Texto del evangelio Mt 9,1-8 – tus pecados te son perdonados

1. Subiendo a la barca, pasó a la otra orilla y vino a su ciudad.
2. En esto le trajeron un paralítico postrado en una camilla. Viendo Jesús la fe de ellos, dijo al paralítico: «¡ Ánimo!, hijo, tus pecados te son perdonados.»
3. Pero he aquí que algunos escribas dijeron para sí: «Este está blasfemando.»

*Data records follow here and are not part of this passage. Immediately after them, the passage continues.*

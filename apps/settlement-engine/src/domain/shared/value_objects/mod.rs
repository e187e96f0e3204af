//! Shared Value Objects
//!
//! Immutable domain types used across bounded contexts.
//! Value objects are compared by value, not identity.

mod identifiers;
mod lots;
mod money;
mod timestamp;

pub use identifiers::{
    AccountId, AssetId, BatchId, CustomerId, ExecutionId, FirmId, OrderCode, OrderId,
    TransactionId,
};
pub use lots::Lots;
pub use money::Money;
pub use timestamp::Timestamp;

4. Jesús, conociendo sus pensamientos, dijo: «¿Por qué piensan mal en sus corazones? ¿Qué es más fácil, decir: «Tus pecados te son perdonados», o decir:
5. «Levántate y anda»?
6. Pues para que sepan que el Hijo del hombre tiene en la tierra poder de perdonar pecados – dice entonces al paralítico -: «Levántate, toma tu camilla y vete a tu casa».»

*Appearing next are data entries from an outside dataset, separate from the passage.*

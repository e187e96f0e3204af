//! Market data adapters.

use std::collections::HashMap;

use async_trait::async_trait;
use parking_lot::RwLock;

use crate::application::ports::{LivePriceError, LivePricePort};
use crate::domain::shared::Money;

/// Live prices held in memory, keyed by exchange code.
#[derive(Debug, Default)]
pub struct InMemoryLivePrices {
    prices: RwLock<HashMap<String, Money>>,
}

impl InMemoryLivePrices {
    /// Create an empty price table.
    #[must_use]
    pub fn new() -> Self {
        Self::default()
    }

    /// Set the last traded price of an asset.
    pub fn set_price(&self, bist_code: impl Into<String>, price: Money) {
        self.prices
            .write()
            .insert(bist_code.into().to_ascii_uppercase(), price);
    }
}

#[async_trait]
impl LivePricePort for InMemoryLivePrices {
    async fn live_price(&self, bist_code: &str) -> Result<Option<Money>, LivePriceError> {
        Ok(self
            .prices
            .read()
            .get(&bist_code.to_ascii_uppercase())
            .copied())
    }
}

7. Él se levantó y se fue a su casa.
8. Y al ver esto, la gente temió y glorificó a Dios, que había dado tal poder a los hombres.

Reflexión: Mt 9,1-8

Hay Gracias que recibimos de Dios todos los días y que sin embargo no son tan evidentes, por lo tanto, tendemos a darlas por descontadas y ni si quiera valorarlas. Con frecuencia viene a nuestra mente el estar atravesando el Universo a una velocidad de vértigo y sin que ello dependa de ninguno de los 7mil millones de habitantes que hay en el planeta. ¿Cómo no nos detenemos o nos estrellamos? ¿Puede pasar en cualquier momento? Sí, es cierto, pero por qué no ha pasado en los miles de millones de años que tenemos de existencia. ¿Por qué sí ha ocurrido en muchísimos otros lugares de la galaxia, incluso en nuestro vecindario y no ha ocurrido con nuestro hermoso planeta azul? ¿Qué tenemos de especial para que hayamos surgido aquí y solo aquí, esta raza de seres únicos, capaces de tantos prodigios y al mismo tiempo tan insignificantes comparados tan solo con el Sistema Solar? ¿Qué de extraordinario hicimos para que la vida se dé aquí? ¿No hicimos nada? ¿No es un premio? ¿No lo merecíamos? Es un misterio para el que la ciencia -nuestra pobre ciencia-, viene promulgando teorías desde hace muchísimo tiempo, sin poderlas comprobar de modo definitivo. Pura especulación, porque nuestra ciencia –por más avanzada-, todavía es limitada. En esto le trajeron un paralítico postrado en una camilla. Viendo Jesús la fe de ellos, dijo al paralítico: «¡ Animo!, hijo, tus pecados te son perdonados.»